Aisha Sheppard

Personal information
- Born: November 13, 1998 (age 27) Alexandria, Virginia, U.S.
- Listed height: 5 ft 9 in (1.75 m)

Career information
- High school: St. John's College HS (Washington, D.C.)
- College: Virginia Tech (2017–2022)
- WNBA draft: 2022: 2nd round, 23rd overall pick
- Drafted by: Las Vegas Aces
- Playing career: 2022–present
- Position: Guard
- Number: 4

Career history
- 2022: Las Vegas Aces

Career highlights
- WNBA champion (2022); Commissioner’s Cup champion (2022); 2× Sexond-team All-ACC (2020, 2022); First-team All-ACC (2021); AP All-America Honorable Mention (2021);
- Stats at Basketball Reference

= Aisha Sheppard =

American basketball player (born 1998)

Aisha Sheppard (born November 13, 1998) is an American professional basketball player. In 2022, she was drafted by and played for the Las Vegas Aces in the WNBA. She currently plays for the Spanish team Basket Zaragoza. She played college basketball at Virginia Tech.

==College career==
Sheppard came out of high school as the Gatorade Player of the Year for Washington, D.C., as well as the 34th rated recruit of the 2017 Class per ESPN's HoopGurlz rankings.

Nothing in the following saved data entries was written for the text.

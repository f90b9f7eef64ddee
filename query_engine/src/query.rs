//! The method-chained query surface.
//!
//! A [`Query`] accumulates relational steps and lowers them into a
//! [`LogicalPlan`] at its terminal call. Filters take [`Predicate`] values
//! — the engine's embedded expression AST — so arbitrary And/Or/Not shapes
//! compose without host-language expression reflection. Terminals run the
//! plan through the cache, the optimizer, the physical planner and the
//! adaptive executor.

use aggregate::{AggregateSpec, AggregateType};
use frozen_store::{RowView, Scalar};
use predicate::Predicate;

use crate::plan::{LogicalPlan, SortKey};
use crate::results::{GroupsOutput, QueryOutput, RowsOutput};
use crate::{Engine, Error, Result};

/// A query under construction against one engine's store.
#[derive(Debug, Clone)]
pub struct Query<'a> {
    engine: &'a Engine,
    filters: Vec<Predicate>,
    projection: Option<Vec<String>>,
    sort_keys: Vec<SortKey>,
    distinct: bool,
    limit: Option<usize>,
    offset: Option<usize>,
}

impl<'a> Query<'a> {
    pub(crate) fn new(engine: &'a Engine) -> Self {
        Self {
            engine,
            filters: vec![],
            projection: None,
            sort_keys: vec![],
            distinct: false,
            limit: None,
            offset: None,
        }
    }

    /// Keep rows satisfying `predicate`. Chained filters AND together.
    pub fn filter(mut self, predicate: Predicate) -> Self {
        self.filters.push(predicate);
        self
    }

    /// Restrict output to the named columns.
    pub fn select<S: Into<String>>(mut self, columns: impl IntoIterator<Item = S>) -> Self {
        self.projection = Some(columns.into_iter().map(Into::into).collect());
        self
    }

    /// Primary ascending sort key.
    pub fn order_by(mut self, column: impl Into<String>) -> Self {
        self.sort_keys.push(SortKey {
            column: column.into(),
            descending: false,
        });
        self
    }

    /// Primary descending sort key.
    pub fn order_by_desc(mut self, column: impl Into<String>) -> Self {
        self.sort_keys.push(SortKey {
            column: column.into(),
            descending: true,
        });
        self
    }

    /// Secondary sort key; ties under earlier keys break on this one.
    pub fn then_by(self, column: impl Into<String>) -> Self {
        self.order_by(column)
    }

    pub fn then_by_desc(self, column: impl Into<String>) -> Self {
        self.order_by_desc(column)
    }

    /// Keep one row per distinct projected-value combination.
    pub fn distinct(mut self) -> Self {
        self.distinct = true;
        self
    }

    /// Keep at most the first `n` rows.
    pub fn take(mut self, n: usize) -> Self {
        self.limit = Some(self.limit.map(|cur| cur.min(n)).unwrap_or(n));
        self
    }

    /// Drop the first `n` rows.
    pub fn skip(mut self, n: usize) -> Self {
        self.offset = Some(self.offset.unwrap_or(0) + n);
        self
    }

    /// Start a grouped aggregation on `key`.
    pub fn group_by(self, key: impl Into<String>) -> GroupedQuery<'a> {
        GroupedQuery {
            query: self,
            key: key.into(),
            aggregates: vec![],
            having: None,
        }
    }

    // ---- terminals ---------------------------------------------------------

    /// Number of surviving rows.
    pub fn count(self) -> Result<u64> {
        let engine = self.engine;
        let plan = self.aggregate_plan(AggregateType::Count, None);
        match engine.run(plan)? {
            QueryOutput::Scalar(Scalar::I64(n)) => Ok(n as u64),
            other => unreachable!("count produced {:?}", other),
        }
    }

    /// Number of surviving rows with a non-null value in `column`.
    pub fn count_column(self, column: impl Into<String>) -> Result<u64> {
        let engine = self.engine;
        let plan = self.aggregate_plan(AggregateType::Count, Some(column.into()));
        match engine.run(plan)? {
            QueryOutput::Scalar(Scalar::I64(n)) => Ok(n as u64),
            other => unreachable!("count produced {:?}", other),
        }
    }

    pub fn sum(self, column: impl Into<String>) -> Result<Scalar> {
        self.scalar_aggregate(AggregateType::Sum, column.into())
    }

    pub fn avg(self, column: impl Into<String>) -> Result<Scalar> {
        self.scalar_aggregate(AggregateType::Avg, column.into())
    }

    pub fn min(self, column: impl Into<String>) -> Result<Scalar> {
        self.scalar_aggregate(AggregateType::Min, column.into())
    }

    pub fn max(self, column: impl Into<String>) -> Result<Scalar> {
        self.scalar_aggregate(AggregateType::Max, column.into())
    }

    /// Whether any row survives the filters. Streams block by block and
    /// exits on the first match.
    pub fn any(self) -> Result<bool> {
        let engine = self.engine;
        if self.has_row_ops() {
            // ordering/limits don't change emptiness, but offsets do
            let rows = self.rows()?;
            return Ok(!rows.is_empty());
        }
        engine.run_any(self.filters)
    }

    /// The first surviving row, or `EmptySequence`.
    pub fn first(self) -> Result<Vec<Scalar>> {
        self.first_opt()?.ok_or(Error::EmptySequence)
    }

    /// The first surviving row, or `None`.
    pub fn first_opt(self) -> Result<Option<Vec<Scalar>>> {
        let engine = self.engine;
        if self.has_row_ops() {
            let mut rows = self.take(1).rows()?;
            return Ok(if rows.rows.is_empty() {
                None
            } else {
                Some(rows.rows.swap_remove(0))
            });
        }

        // streaming fast path: no ordering, no offset, no distinct
        let projection = self.projection.clone();
        match engine.run_first(self.filters)? {
            None => Ok(None),
            Some(row) => {
                let store = engine.store();
                let ordinals = match &projection {
                    Some(columns) => columns
                        .iter()
                        .map(|name| {
                            store
                                .schema()
                                .index_of(name)
                                .ok_or_else(|| Error::UnknownColumn {
                                    column: name.clone(),
                                })
                        })
                        .collect::<Result<Vec<_>>>()?,
                    None => (0..store.schema().len()).collect(),
                };
                Ok(Some(
                    ordinals
                        .iter()
                        .map(|&col| store.column(col).scalar_at(row))
                        .collect(),
                ))
            }
        }
    }

    /// Exactly one surviving row; `EmptySequence` on zero,
    /// `InvalidArgument` on more.
    pub fn single(self) -> Result<Vec<Scalar>> {
        self.single_opt()?.ok_or(Error::EmptySequence)
    }

    /// At most one surviving row; `InvalidArgument` on more.
    pub fn single_opt(self) -> Result<Option<Vec<Scalar>>> {
        let mut rows = self.take(2).rows()?;
        match rows.rows.len() {
            0 => Ok(None),
            1 => Ok(Some(rows.rows.swap_remove(0))),
            _ => Err(Error::InvalidArgument {
                message: "more than one row matched".to_owned(),
            }),
        }
    }

    /// Materialize projected rows.
    pub fn rows(self) -> Result<RowsOutput> {
        let engine = self.engine;
        let plan = self.row_plan();
        match engine.run(plan)? {
            QueryOutput::Rows(rows) => Ok(rows),
            other => unreachable!("row plan produced {:?}", other),
        }
    }

    /// Materialize caller records through the row-builder callback. The
    /// callback only ever sees surviving rows.
    pub fn records<T>(self, mut build: impl FnMut(&RowView<'_>) -> T) -> Result<Vec<T>> {
        let engine = self.engine;
        let store = engine.store();
        let indices = engine.run_indices(self.row_plan())?;
        Ok(indices
            .iter()
            .map(|&row| build(&store.row(row as usize)))
            .collect())
    }

    // ---- plan assembly -----------------------------------------------------

    fn has_row_ops(&self) -> bool {
        !self.sort_keys.is_empty()
            || self.distinct
            || self.offset.is_some()
            || self.limit.is_some()
    }

    fn scalar_aggregate(self, op: AggregateType, column: String) -> Result<Scalar> {
        let engine = self.engine;
        let plan = self.aggregate_plan(op, Some(column));
        match engine.run(plan)? {
            QueryOutput::Scalar(value) => Ok(value),
            other => unreachable!("aggregate produced {:?}", other),
        }
    }

    fn base_plan(&self) -> LogicalPlan {
        let mut plan = LogicalPlan::scan();
        if !self.filters.is_empty() {
            plan = LogicalPlan::Filter {
                input: Box::new(plan),
                predicates: self.filters.clone(),
            };
        }
        plan
    }

    fn row_plan(self) -> LogicalPlan {
        let mut plan = self.base_plan();
        if let Some(columns) = &self.projection {
            plan = LogicalPlan::Project {
                input: Box::new(plan),
                columns: columns.clone(),
            };
        }
        if self.distinct {
            plan = LogicalPlan::Distinct {
                input: Box::new(plan),
            };
        }
        if !self.sort_keys.is_empty() {
            plan = LogicalPlan::Sort {
                input: Box::new(plan),
                keys: self.sort_keys.clone(),
                unique: false,
            };
        }
        if let Some(offset) = self.offset {
            plan = LogicalPlan::Offset {
                input: Box::new(plan),
                offset,
            };
        }
        if let Some(limit) = self.limit {
            plan = LogicalPlan::Limit {
                input: Box::new(plan),
                limit,
            };
        }
        plan
    }

    fn aggregate_plan(self, op: AggregateType, column: Option<String>) -> LogicalPlan {
        // row-shaping steps (limit/offset/distinct) change what the
        // aggregate sees, so they stay beneath it
        let mut plan = self.base_plan();
        if self.distinct {
            if let Some(columns) = &self.projection {
                plan = LogicalPlan::Project {
                    input: Box::new(plan),
                    columns: columns.clone(),
                };
            }
            plan = LogicalPlan::Distinct {
                input: Box::new(plan),
            };
        }
        if !self.sort_keys.is_empty() {
            plan = LogicalPlan::Sort {
                input: Box::new(plan),
                keys: self.sort_keys.clone(),
                unique: false,
            };
        }
        if let Some(offset) = self.offset {
            plan = LogicalPlan::Offset {
                input: Box::new(plan),
                offset,
            };
        }
        if let Some(limit) = self.limit {
            plan = LogicalPlan::Limit {
                input: Box::new(plan),
                limit,
            };
        }
        LogicalPlan::Aggregate {
            input: Box::new(plan),
            op,
            column,
        }
    }
}

/// A grouped aggregation under construction.
#[derive(Debug, Clone)]
pub struct GroupedQuery<'a> {
    query: Query<'a>,
    key: String,
    aggregates: Vec<AggregateSpec>,
    having: Option<Predicate>,
}

impl GroupedQuery<'_> {
    /// `COUNT(*)` per group, emitted as `output`.
    pub fn count(mut self, output: impl Into<String>) -> Self {
        self.aggregates.push(AggregateSpec {
            output: output.into(),
            op: AggregateType::Count,
            column: None,
        });
        self
    }

    pub fn sum(self, column: impl Into<String>, output: impl Into<String>) -> Self {
        self.push(AggregateType::Sum, column, output)
    }

    pub fn avg(self, column: impl Into<String>, output: impl Into<String>) -> Self {
        self.push(AggregateType::Avg, column, output)
    }

    pub fn min(self, column: impl Into<String>, output: impl Into<String>) -> Self {
        self.push(AggregateType::Min, column, output)
    }

    pub fn max(self, column: impl Into<String>, output: impl Into<String>) -> Self {
        self.push(AggregateType::Max, column, output)
    }

    fn push(
        mut self,
        op: AggregateType,
        column: impl Into<String>,
        output: impl Into<String>,
    ) -> Self {
        self.aggregates.push(AggregateSpec {
            output: output.into(),
            op,
            column: Some(column.into()),
        });
        self
    }

    /// Filter groups on the key (the HAVING subset).
    pub fn having(mut self, predicate: Predicate) -> Self {
        self.having = Some(match self.having.take() {
            None => predicate,
            Some(existing) => existing.and(predicate),
        });
        self
    }

    /// Run the grouped aggregation.
    pub fn collect(self) -> Result<GroupsOutput> {
        let engine = self.query.engine;
        let mut plan = LogicalPlan::GroupBy {
            input: Box::new(self.query.base_plan()),
            key: self.key,
            aggregates: self.aggregates,
        };
        if let Some(predicate) = self.having {
            plan = LogicalPlan::GroupFilter {
                input: Box::new(plan),
                predicate,
            };
        }
        if !self.query.sort_keys.is_empty() {
            plan = LogicalPlan::Sort {
                input: Box::new(plan),
                keys: self.query.sort_keys.clone(),
                unique: false,
            };
        }
        if let Some(offset) = self.query.offset {
            plan = LogicalPlan::Offset {
                input: Box::new(plan),
                offset,
            };
        }
        if let Some(limit) = self.query.limit {
            plan = LogicalPlan::Limit {
                input: Box::new(plan),
                limit,
            };
        }

        match engine.run(plan)? {
            QueryOutput::Groups(groups) => Ok(groups),
            other => unreachable!("grouped plan produced {:?}", other),
        }
    }
}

During Sheppard's freshman year, she became known as a 3-point sharpshooter. She led the team with 76 3-pointers made during the year. On February 22, 2018, Sheppard rained in 7 3-pointers vs. Notre Dame - which tied the program record for most 3's in a game.

Sheppard began her sophomore campaign doing similar things as her freshman year - being a shooter. She continued her be a sniper from outside knocking down 59 threes this year to move into 8th place All-Time in program history. Sheppard scored 17 points against 13th rank Miami on February 21, to give the Hokies a signature win.

During her junior year, Sheppard moved into the starting lineup full-time and averaged double digits for the first time in her career. Sheppard averaged 14.8 points and 3.1 rebounds. Once again, she proved to be one of the best shooters in the ACC, as well as the NCAA. She finished behind Dana Evans in both percentage and 3-pointer made per game. Sheppard was named to the All-ACC Second Team for her outstanding year.

Sheppard continued her upward trend into her senior year, once again starting all the games for the Hokies. She averaged 17.7 points, 2.7 rebounds, and 3.0 assists. On January 28, 2021, Sheppard helped led the Hokies to a win over #2 NC State. She scored 28 points to help the Hokies to Virginia Tech's high ever AP ranked win.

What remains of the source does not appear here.